Directions for this task ::
Set down exactly the lines of the records from the top to the line containing "pub fn path(&self)"; include both.

BEGIN Stored data

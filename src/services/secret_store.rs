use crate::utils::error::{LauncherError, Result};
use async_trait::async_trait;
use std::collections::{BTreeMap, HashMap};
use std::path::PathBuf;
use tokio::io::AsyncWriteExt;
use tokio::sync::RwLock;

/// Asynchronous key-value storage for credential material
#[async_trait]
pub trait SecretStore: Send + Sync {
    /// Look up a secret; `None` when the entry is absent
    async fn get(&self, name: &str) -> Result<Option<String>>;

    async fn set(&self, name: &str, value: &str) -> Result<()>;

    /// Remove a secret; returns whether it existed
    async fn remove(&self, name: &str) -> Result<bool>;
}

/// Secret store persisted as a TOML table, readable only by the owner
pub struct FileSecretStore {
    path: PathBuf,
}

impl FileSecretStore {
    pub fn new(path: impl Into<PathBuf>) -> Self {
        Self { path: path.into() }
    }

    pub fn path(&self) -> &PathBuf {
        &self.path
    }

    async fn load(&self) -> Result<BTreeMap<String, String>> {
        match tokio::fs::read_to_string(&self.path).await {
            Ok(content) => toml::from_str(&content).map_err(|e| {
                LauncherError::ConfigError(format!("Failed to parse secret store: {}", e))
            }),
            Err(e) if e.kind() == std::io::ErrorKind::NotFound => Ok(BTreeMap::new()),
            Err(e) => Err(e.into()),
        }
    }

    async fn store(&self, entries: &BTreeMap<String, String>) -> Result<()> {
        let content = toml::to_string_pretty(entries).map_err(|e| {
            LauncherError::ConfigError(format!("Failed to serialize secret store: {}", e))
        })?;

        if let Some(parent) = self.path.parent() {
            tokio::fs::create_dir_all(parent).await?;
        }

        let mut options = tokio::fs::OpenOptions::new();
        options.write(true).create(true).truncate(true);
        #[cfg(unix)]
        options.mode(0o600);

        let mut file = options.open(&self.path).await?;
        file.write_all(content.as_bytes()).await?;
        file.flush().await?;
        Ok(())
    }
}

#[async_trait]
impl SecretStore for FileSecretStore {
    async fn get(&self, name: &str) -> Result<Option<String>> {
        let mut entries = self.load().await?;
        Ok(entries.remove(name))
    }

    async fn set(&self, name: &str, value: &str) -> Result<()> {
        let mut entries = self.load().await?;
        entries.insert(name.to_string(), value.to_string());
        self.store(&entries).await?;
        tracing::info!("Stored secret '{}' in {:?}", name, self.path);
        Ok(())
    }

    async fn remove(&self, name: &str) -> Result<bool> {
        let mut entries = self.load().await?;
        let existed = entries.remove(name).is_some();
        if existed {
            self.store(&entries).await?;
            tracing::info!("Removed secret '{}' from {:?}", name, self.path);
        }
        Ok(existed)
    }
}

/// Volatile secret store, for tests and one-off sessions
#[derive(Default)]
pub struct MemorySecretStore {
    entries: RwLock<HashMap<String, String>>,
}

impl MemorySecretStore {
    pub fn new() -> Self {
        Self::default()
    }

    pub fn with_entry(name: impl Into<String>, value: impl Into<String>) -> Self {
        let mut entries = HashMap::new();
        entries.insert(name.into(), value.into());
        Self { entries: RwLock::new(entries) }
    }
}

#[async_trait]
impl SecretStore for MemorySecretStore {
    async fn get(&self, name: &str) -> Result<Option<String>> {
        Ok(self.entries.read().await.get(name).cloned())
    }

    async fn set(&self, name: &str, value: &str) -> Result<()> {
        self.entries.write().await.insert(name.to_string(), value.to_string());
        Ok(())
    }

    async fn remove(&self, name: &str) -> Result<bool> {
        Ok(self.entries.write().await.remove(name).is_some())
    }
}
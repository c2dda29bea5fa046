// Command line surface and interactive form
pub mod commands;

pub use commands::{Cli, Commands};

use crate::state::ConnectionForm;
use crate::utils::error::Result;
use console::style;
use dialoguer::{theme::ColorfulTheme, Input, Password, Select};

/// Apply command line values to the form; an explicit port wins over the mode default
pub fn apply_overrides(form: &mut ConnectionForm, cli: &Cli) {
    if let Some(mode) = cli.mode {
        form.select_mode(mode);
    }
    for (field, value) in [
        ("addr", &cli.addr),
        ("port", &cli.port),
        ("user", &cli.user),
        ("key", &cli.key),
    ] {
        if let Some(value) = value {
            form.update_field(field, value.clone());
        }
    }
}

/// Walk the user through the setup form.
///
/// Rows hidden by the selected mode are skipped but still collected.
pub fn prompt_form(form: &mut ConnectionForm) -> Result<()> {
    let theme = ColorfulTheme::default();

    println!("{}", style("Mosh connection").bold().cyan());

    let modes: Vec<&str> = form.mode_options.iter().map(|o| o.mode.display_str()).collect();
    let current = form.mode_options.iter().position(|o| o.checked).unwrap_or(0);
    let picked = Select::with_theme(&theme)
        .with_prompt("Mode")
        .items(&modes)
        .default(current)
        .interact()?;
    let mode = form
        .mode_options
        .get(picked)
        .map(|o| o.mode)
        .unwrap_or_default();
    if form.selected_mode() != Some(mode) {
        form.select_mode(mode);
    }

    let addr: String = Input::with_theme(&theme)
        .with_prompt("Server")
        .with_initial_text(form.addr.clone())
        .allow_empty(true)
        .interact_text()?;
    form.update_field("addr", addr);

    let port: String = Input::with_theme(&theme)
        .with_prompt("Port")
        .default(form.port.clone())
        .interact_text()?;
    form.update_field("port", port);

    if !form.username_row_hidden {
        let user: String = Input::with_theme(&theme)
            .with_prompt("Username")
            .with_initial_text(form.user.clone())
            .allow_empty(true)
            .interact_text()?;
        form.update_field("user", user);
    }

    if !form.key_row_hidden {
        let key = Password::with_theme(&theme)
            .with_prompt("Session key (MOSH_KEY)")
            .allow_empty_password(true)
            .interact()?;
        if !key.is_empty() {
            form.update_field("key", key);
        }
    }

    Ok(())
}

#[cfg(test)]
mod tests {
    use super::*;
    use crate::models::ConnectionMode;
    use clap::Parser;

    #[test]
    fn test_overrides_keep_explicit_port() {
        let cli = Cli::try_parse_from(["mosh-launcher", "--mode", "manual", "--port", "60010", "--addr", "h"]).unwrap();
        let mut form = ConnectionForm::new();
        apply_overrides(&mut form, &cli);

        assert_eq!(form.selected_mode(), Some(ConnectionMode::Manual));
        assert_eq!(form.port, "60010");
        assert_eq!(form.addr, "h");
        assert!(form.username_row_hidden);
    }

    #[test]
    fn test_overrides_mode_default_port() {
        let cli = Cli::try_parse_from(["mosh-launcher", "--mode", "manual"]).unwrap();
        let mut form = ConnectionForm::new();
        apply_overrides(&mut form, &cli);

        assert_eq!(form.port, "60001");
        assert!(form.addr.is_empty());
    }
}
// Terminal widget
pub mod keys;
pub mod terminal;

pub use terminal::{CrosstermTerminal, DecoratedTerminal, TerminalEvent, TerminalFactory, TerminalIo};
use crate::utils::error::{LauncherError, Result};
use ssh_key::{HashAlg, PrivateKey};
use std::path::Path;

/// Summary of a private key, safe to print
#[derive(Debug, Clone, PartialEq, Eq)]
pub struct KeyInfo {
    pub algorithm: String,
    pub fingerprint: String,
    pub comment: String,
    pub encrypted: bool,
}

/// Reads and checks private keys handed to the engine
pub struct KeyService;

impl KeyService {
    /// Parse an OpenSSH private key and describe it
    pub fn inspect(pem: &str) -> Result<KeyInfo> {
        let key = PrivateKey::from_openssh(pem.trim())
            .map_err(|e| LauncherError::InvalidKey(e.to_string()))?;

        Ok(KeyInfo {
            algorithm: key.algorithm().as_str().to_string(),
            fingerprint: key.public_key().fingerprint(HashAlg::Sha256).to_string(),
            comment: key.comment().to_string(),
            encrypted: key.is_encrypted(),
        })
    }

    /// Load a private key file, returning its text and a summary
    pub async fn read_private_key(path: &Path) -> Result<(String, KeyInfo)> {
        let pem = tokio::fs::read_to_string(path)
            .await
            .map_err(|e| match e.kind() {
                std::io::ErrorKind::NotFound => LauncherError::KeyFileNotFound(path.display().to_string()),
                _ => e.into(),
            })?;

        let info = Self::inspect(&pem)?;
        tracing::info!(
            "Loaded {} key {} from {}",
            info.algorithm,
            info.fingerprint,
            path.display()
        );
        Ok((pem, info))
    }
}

END Stored data

Answer section ::
filename src/services/secret_store.rs
use crate::utils::error::{LauncherError, Result};
use async_trait::async_trait;
use std::collections::{BTreeMap, HashMap};
use std::path::PathBuf;
use tokio::io::AsyncWriteExt;
use tokio::sync::RwLock;

/// Asynchronous key-value storage for credential material
#[async_trait]
pub trait SecretStore: Send + Sync {
    /// Look up a secret; `None` when the entry is absent
    async fn get(&self, name: &str) -> Result<Option<String>>;

    async fn set(&self, name: &str, value: &str) -> Result<()>;

    /// Remove a secret; returns whether it existed
    async fn remove(&self, name: &str) -> Result<bool>;
}

/// Secret store persisted as a TOML table, readable only by the owner
pub struct FileSecretStore {
    path: PathBuf,
}

impl FileSecretStore {
    pub fn new(path: impl Into<PathBuf>) -> Self {
        Self { path: path.into() }
    }

    pub fn path(&self) -> &PathBuf {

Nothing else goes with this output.